Furthermore, the Bill also provides that a person who fails to comply with the provisions or any regulations therein for which no specific penalty has been provided, shall be liable to an administrative penalty of NGN10,000,000. Where default continues, there would be a further administrative penalty of NGN2,000,000 or such sum as may be prescribed by the Minister of Finance.


The following are key implications from the proposed changes under the Bill:

  1. Although the PPT was expunged and replaced with NHT & CIT for companies engaged in upstream petroleum operations, this might not be as incentivizing as it seems as it may lead to overall higher taxes for an organization engaged in both oil and gas operations.

    An example is the current practice of deducting gas expenditure against oil income which leads to a lower PPT payable and ultimately, lower taxes for an organization engaged in both oil and gas. This practice will no longer be allowed upon the enactment of the PIB. Also, companies will have to pay close attention to the computation of these taxes given that they are governed by different Acts.
  2. Considering the significant capital requirements for new projects in the oil and gas industry, restrictions on the deductibility of some valid operating expenses such as head office costs incurred outside Nigeria as well as the maximum cost recovery limit of 65% may discourage investment in this industry thereby stripping one of the major aims of attracting investment in the sector.
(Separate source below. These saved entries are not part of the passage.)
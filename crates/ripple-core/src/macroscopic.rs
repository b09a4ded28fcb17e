//! Density and velocity as the zeroth and first moments of the distribution.

use crate::lattice::{Execution, LatticeField, DIRECTIONS, Q};
use rayon::prelude::*;

/// A cell whose moments cannot be turned into a velocity.
#[derive(Debug, Clone, Copy, PartialEq)]
pub struct DivergentCell {
    pub y: usize,
    pub x: usize,
    pub density: f64,
}

/// `(rho, rho * u)` of one cell.
#[inline]
pub fn moments(f: &[f64; Q]) -> (f64, [f64; 2]) {
    let mut rho = 0.0;
    let mut momentum = [0.0; 2];
    for (e, &v) in DIRECTIONS.iter().zip(f.iter()) {
        rho += v;
        momentum[0] += e[0] as f64 * v;
        momentum[1] += e[1] as f64 * v;
    }
    (rho, momentum)
}

/// Recompute `density` and `velocity` for every cell of `f`.
///
/// Each cell's moments are taken once and both outputs are written in the
/// same row pass. Fails on the first cell found with zero or non-finite
/// density, or with a non-finite velocity. Cells are never clamped.
pub fn update(
    f: &LatticeField,
    density: &mut [f64],
    velocity: &mut [[f64; 2]],
    execution: Execution,
) -> Result<(), DivergentCell> {
    let width = f.width();
    debug_assert_eq!(density.len(), f.height() * width);
    debug_assert_eq!(velocity.len(), f.height() * width);

    let cells = f.cells();
    let kernel = |y: usize, rho_row: &mut [f64], u_row: &mut [[f64; 2]]| {
        let row = &cells[y * width..(y + 1) * width];
        for (x, ((cell, rho_out), u_out)) in row
            .iter()
            .zip(rho_row.iter_mut())
            .zip(u_row.iter_mut())
            .enumerate()
        {
            let (rho, momentum) = moments(cell);
            *rho_out = rho;
            if rho == 0.0 || !rho.is_finite() {
                return Err(DivergentCell { y, x, density: rho });
            }
            let u = [momentum[0] / rho, momentum[1] / rho];
            if !(u[0].is_finite() && u[1].is_finite()) {
                return Err(DivergentCell { y, x, density: rho });
            }
            *u_out = u;
        }
        Ok(())
    };

    match execution {
        Execution::Serial => density
            .chunks_mut(width)
            .zip(velocity.chunks_mut(width))
            .enumerate()
            .try_for_each(|(y, (rho_row, u_row))| kernel(y, rho_row, u_row)),
        Execution::Parallel => density
            .par_chunks_mut(width)
            .zip(velocity.par_chunks_mut(width))
            .enumerate()
            .try_for_each(|(y, (rho_row, u_row))| kernel(y, rho_row, u_row)),
    }
}

#[cfg(test)]
mod tests {
    use super::*;
    use crate::collision::equilibrium;

    #[test]
    fn moments_of_equilibrium_recover_state() {
        let f = equilibrium(1.1, [0.05, -0.02]);
        let (rho, momentum) = moments(&f);
        assert!((rho - 1.1).abs() < 1e-12);
        assert!((momentum[0] - 1.1 * 0.05).abs() < 1e-12);
        assert!((momentum[1] + 1.1 * 0.02).abs() < 1e-12);
    }

    #[test]
    fn update_fills_every_cell() {
        let mut field = LatticeField::at_rest(3, 4);
        field.set(1, 2, equilibrium(0.7, [0.1, 0.0])).unwrap();
        for execution in [Execution::Serial, Execution::Parallel] {
            let mut density = vec![0.0; 12];
            let mut velocity = vec![[9.0, 9.0]; 12];
            update(&field, &mut density, &mut velocity, execution).unwrap();
            assert!((density[6] - 0.7).abs() < 1e-12);
            assert!((velocity[6][0] - 0.1).abs() < 1e-12);
            assert!(velocity[6][1].abs() < 1e-12);
            assert!((density[0] - 1.0).abs() < 1e-14);
            assert!(velocity[0][0].abs() < 1e-15 && velocity[0][1].abs() < 1e-15);
        }
    }

    #[test]
    fn zero_density_is_reported_with_its_cell() {
        let mut field = LatticeField::at_rest(3, 3);
        field.set(2, 1, [0.0; Q]).unwrap();
        let mut density = vec![0.0; 9];
        let mut velocity = vec![[0.0; 2]; 9];
        let err = update(&field, &mut density, &mut velocity, Execution::Serial).unwrap_err();
        assert_eq!(
            err,
            DivergentCell {
                y: 2,
                x: 1,
                density: 0.0
            }
        );
    }

    #[test]
    fn non_finite_density_is_reported() {
        let mut field = LatticeField::at_rest(3, 3);
        let mut bad = [0.1; Q];
        bad[0] = f64::NAN;
        field.set(1, 1, bad).unwrap();
        let mut density = vec![0.0; 9];
        let mut velocity = vec![[0.0; 2]; 9];
        let err = update(&field, &mut density, &mut velocity, Execution::Parallel).unwrap_err();
        assert_eq!((err.y, err.x), (1, 1));
        assert!(err.density.is_nan());
    }

    #[test]
    fn one_pass_matches_cell_moments_in_both_modes() {
        use rand::{Rng, SeedableRng};
        use rand_chacha::ChaCha12Rng;

        let mut rng = ChaCha12Rng::seed_from_u64(11);
        let mut field = LatticeField::at_rest(5, 7);
        for y in 0..5 {
            for x in 0..7 {
                let mut cell = [0.0; Q];
                for v in cell.iter_mut() {
                    *v = rng.random_range(0.01..0.3);
                }
                field.set(y, x, cell).unwrap();
            }
        }

        let mut outputs = Vec::new();
        for execution in [Execution::Serial, Execution::Parallel] {
            let mut density = vec![0.0; 35];
            let mut velocity = vec![[0.0; 2]; 35];
            update(&field, &mut density, &mut velocity, execution).unwrap();
            for (idx, cell) in field.cells().iter().enumerate() {
                let (rho, momentum) = moments(cell);
                assert_eq!(density[idx], rho);
                assert_eq!(velocity[idx], [momentum[0] / rho, momentum[1] / rho]);
            }
            outputs.push((density, velocity));
        }
        assert_eq!(outputs[0], outputs[1]);
    }
}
Alternatively, incurring such expenses in Nigeria in order to meet the deductibility requirement should serve as a measure to promote local content within the industry.
  3. The replacement of ITA & ITC with production incentives might lead to a distortion in investment decisions as there will no longer be a capital uplift for companies already involved in production. Further, the Introduction of cost consolidation for companies in the upstream petroleum operations now implies that losses from some assets can be offset against the profit-making ones which should ultimately provide tax planning measures across consolidated fields.
  4. The Deep Offshore and Inland Production Sharing Contract Act, amended in 2019, specified an additional royalty based on the applicable price of crude oil, condensate and natural gas when the price exceeds US$20 per barrel for deep offshore or frontier basin. Proposed amendments in the Bill once enacted will extend the rate to productions within onshore and shallow waters with a revised price benchmark of US$50 per barrel.

It has become imperative for the Federal Government of Nigeria to ensure the passage of the Bill given the decreasing revenue base from oil activities and the immediate need to buffer this with the right policies to attract investment. It is pertinent for companies engaged in petroleum operations to begin to evaluate the impact of adopting the fiscal framework of the PIB before the mandatory adoption on their businesses and for stakeholders to continue to engage with the Government on the grey areas in the Bill before it is passed into law.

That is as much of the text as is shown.